How We Built the Most Reliable Data Pipeline Ever

From five-engineer startup to 200-engineer unicorn, we’ve remained focused on one goal: making business data as accessible as electricity.

Only a few years ago, 新巴黎人官方 was a five-engineer data integration startup. Now we’re a 200-engineer unicorn with this statistical profile:

It’s taken a lot of hard work to get to this point. Building a data pipeline requires just three straightforward steps — extract data, process and normalize it, and write it to a destination — but it took us many years to master those steps.

Here’s the central lesson we’ve learned: You can’t build a data replication solution once and expect it to work reliably forever, because source systems are too complex. APIs break or work unexpectedly, and there are so many edge cases that only time — and a lot of customers — can help you find and address them. On top of that, source systems continuously evolve and challenge us to adjust to those changes to make sure the replication works quickly and reliably.

This is the story of how we learned that lesson, and many others. We think of our engineering evolution as having four distinct developmental stages: crawl, walk, run and fly. We’re running now — and getting ready to fly.

First Things First: When Is a Data Pipeline “Reliable”?

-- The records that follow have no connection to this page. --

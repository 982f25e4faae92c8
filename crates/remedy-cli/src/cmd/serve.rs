use anyhow::{Context, Result};
use clap::Args;
use remedy_core::config::{self, RemoteConfig, RepoRef};
use remedy_core::github::GithubEffector;
use remedy_server::AppState;
use std::time::Duration;

// ---------------------------------------------------------------------------
// Arguments
// ---------------------------------------------------------------------------

/// Process configuration, resolved once at startup from flags or environment.
#[derive(Args, Debug)]
pub struct ServeArgs {
    /// Port to listen on (0 = OS-assigned)
    #[arg(long, env = "REMEDY_PORT", default_value = "8000")]
    port: u16,

    /// Address to bind
    #[arg(long, env = "REMEDY_BIND", default_value = "0.0.0.0")]
    bind: String,

    /// GitHub token used for label and workflow-dispatch calls
    #[arg(long, env = "GITHUB_TOKEN", hide_env_values = true)]
    github_token: String,

    /// Target repository as owner/name
    #[arg(long, env = "REMEDY_REPO")]
    repo: String,

    /// GitHub API base URL
    #[arg(long, env = "GITHUB_API_URL", default_value = config::DEFAULT_API_BASE)]
    api_url: String,

    /// Workflow file dispatched for retries
    #[arg(long, env = "REMEDY_WORKFLOW", default_value = config::DEFAULT_WORKFLOW)]
    workflow: String,

    /// Git ref the retry workflow runs on
    #[arg(long = "ref", env = "REMEDY_REF", default_value = config::DEFAULT_REF)]
    git_ref: String,

    /// Timeout for each GitHub call, in seconds
    #[arg(long, env = "REMEDY_TIMEOUT_SECS", default_value_t = config::DEFAULT_TIMEOUT_SECS)]
    timeout_secs: u64,

    /// Slack signing secret; when set, unsigned requests are rejected
    #[arg(long, env = "SLACK_SIGNING_SECRET", hide_env_values = true)]
    signing_secret: Option<String>,
}

impl ServeArgs {
    fn remote_config(&self) -> Result<RemoteConfig> {
        let repo = RepoRef::parse(&self.repo)?;
        let config = RemoteConfig::new(self.github_token.clone(), repo)
            .with_api_base(self.api_url.clone())
            .with_workflow(self.workflow.clone())
            .with_git_ref(self.git_ref.clone())
            .with_timeout(Duration::from_secs(self.timeout_secs));
        config.validate()?;
        Ok(config)
    }

    fn app_state(&self) -> Result<AppState> {
        let config = self.remote_config()?;
        let effector = GithubEffector::new(&config).context("failed to build GitHub client")?;
        let mut state = AppState::new(effector);
        match self.signing_secret.as_deref().map(str::trim) {
            Some(secret) if !secret.is_empty() => {
                state = state.with_signing_secret(secret);
            }
            _ => {
                tracing::warn!(
                    "SLACK_SIGNING_SECRET not set; inbound requests are not authenticated"
                );
            }
        }
        Ok(state)
    }
}

// ---------------------------------------------------------------------------
// Entry point
// ---------------------------------------------------------------------------

pub fn run(args: ServeArgs) -> Result<()> {
    let state = args.app_state()?;

    let rt = tokio::runtime::Runtime::new()?;
    rt.block_on(async move {
        let addr = format!("{}:{}", args.bind, args.port);
        let listener = tokio::net::TcpListener::bind(&addr)
            .await
            .with_context(|| format!("failed to bind {addr}"))?;

        let shutdown = async {
            let _ = tokio::signal::ctrl_c().await;
            tracing::info!("shutdown requested");
        };
        remedy_server::serve_on(state, listener, shutdown).await
    })
}

#[cfg(test)]
mod tests {
    use super::*;
    use clap::Parser;

    #[derive(Parser)]
    struct Harness {
        #[command(flatten)]
        args: ServeArgs,
    }

    fn parse(extra: &[&str]) -> ServeArgs {
        let mut argv = vec![
            "remedy",
            "--github-token",
            "tok",
            "--repo",
            "acme/widgets",
        ];
        argv.extend_from_slice(extra);
        Harness::try_parse_from(argv).unwrap().args
    }

    #[test]
    fn remote_config_uses_defaults() {
        let config = parse(&[]).remote_config().unwrap();
        assert_eq!(config.repo.to_string(), "acme/widgets");
        assert_eq!(config.workflow, "retry-from-issue.yml");
        assert_eq!(config.git_ref, "main");
        assert_eq!(config.timeout, Duration::from_secs(10));
    }

    #[test]
    fn remote_config_applies_overrides() {
        let config = parse(&[
            "--workflow",
            "ci.yml",
            "--ref",
            "release",
            "--timeout-secs",
            "3",
            "--api-url",
            "https://ghe.example.com/api/v3",
        ])
        .remote_config()
        .unwrap();
        assert_eq!(config.workflow, "ci.yml");
        assert_eq!(config.git_ref, "release");
        assert_eq!(config.timeout, Duration::from_secs(3));
        assert_eq!(config.api_base, "https://ghe.example.com/api/v3");
    }

    #[test]
    fn bad_repo_is_rejected() {
        let args = Harness::try_parse_from(["remedy", "--github-token", "tok", "--repo", "widgets"])
            .unwrap()
            .args;
        assert!(args.remote_config().is_err());
    }

    #[test]
    fn blank_signing_secret_disables_check() {
        let state = parse(&["--signing-secret", "  "]).app_state().unwrap();
        assert!(state.signing_secret.is_none());
        let state = parse(&["--signing-secret", "shh"]).app_state().unwrap();
        assert_eq!(state.signing_secret.as_deref(), Some("shh"));
    }
}
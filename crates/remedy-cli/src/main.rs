mod cmd;
mod output;

use clap::{Parser, Subcommand};
use cmd::serve::ServeArgs;
use std::path::PathBuf;

#[derive(Parser)]
#[command(
    name = "remedy",
    about = "Human-in-the-loop CI remediation: Slack actions in, GitHub labels and retries out",
    version,
    propagate_version = true
)]
struct Cli {
    #[command(subcommand)]
    command: Commands,
}

#[derive(Subcommand)]
enum Commands {
    /// Run the Slack interactive-action webhook
    Serve(ServeArgs),

    /// Compare a prediction file against ground truth (exit 1 below 0.8 accuracy)
    Score {
        /// Prediction JSON object to score
        prediction: PathBuf,

        /// Ground-truth JSON array of {"expected": {...}} cases
        #[arg(long, default_value = remedy_core::score::DEFAULT_GROUND_TRUTH)]
        ground_truth: PathBuf,
    },

    /// Decode a Slack action form body and show the effects it would trigger
    Decode {
        /// File holding the raw form body (default: stdin)
        file: Option<PathBuf>,

        /// Output as JSON
        #[arg(long, short = 'j')]
        json: bool,
    },
}

fn main() {
    let cli = Cli::parse();

    let default_level = match &cli.command {
        Commands::Serve(_) => tracing::Level::INFO,
        _ => tracing::Level::WARN,
    };

    tracing_subscriber::fmt()
        .with_env_filter(
            tracing_subscriber::EnvFilter::from_default_env().add_directive(default_level.into()),
        )
        .with_target(false)
        .with_writer(std::io::stderr)
        .init();

    let result = match cli.command {
        Commands::Serve(args) => cmd::serve::run(args),
        Commands::Score {
            prediction,
            ground_truth,
        } => cmd::score::run(&prediction, &ground_truth),
        Commands::Decode { file, json } => cmd::decode::run(file.as_deref(), json),
    };

    if let Err(e) = result {
        // Print the full error chain (anyhow's alternate Display)
        eprintln!("error: {e:#}");
        std::process::exit(1);
    }
}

We consider a pipeline reliable when:

  • All the expected data arrives at its destination
  • There are no data integrity issues
  • Any unauthorized access to the data is prevented
  • Unexpected behavior and transient issues of the source system are tolerated
  • Sync performance is adequate
  • Regional data requirements are respected and enforced

Having a reliable data pipeline comes down to these fundamentals:

Monitoring & observability. Monitoring and alerting systems must be in place. There should be a method for identifying the root cause of an issue so it can be addressed quickly.

Incident management. There must be a process to address incidents affecting customers, whenever they are reported.

Source API failures handling. Preparations must be in place for source-side failures and unexpected behavior.

Source API change tracking. To avoid breakage caused by contract changes on the source side, there should be proactive monitoring.

Customer support. While not directly related to reliability, support must be able to quickly triage customer requests and decide whether a simple response is needed — or if the issue should pass to the engineering team, quickly.

There are other aspects such as security, privacy and data regionality. We will leave out those issues because they deserve a separate article.

Stage 1: Crawl – Making It Work

In the first stage, our goal was to make the product work. Back then, the components that made a reliable data pipeline required a great deal of attention and rigor. Nothing happened quickly.

Monitoring and observability: Our “Wall of Shame”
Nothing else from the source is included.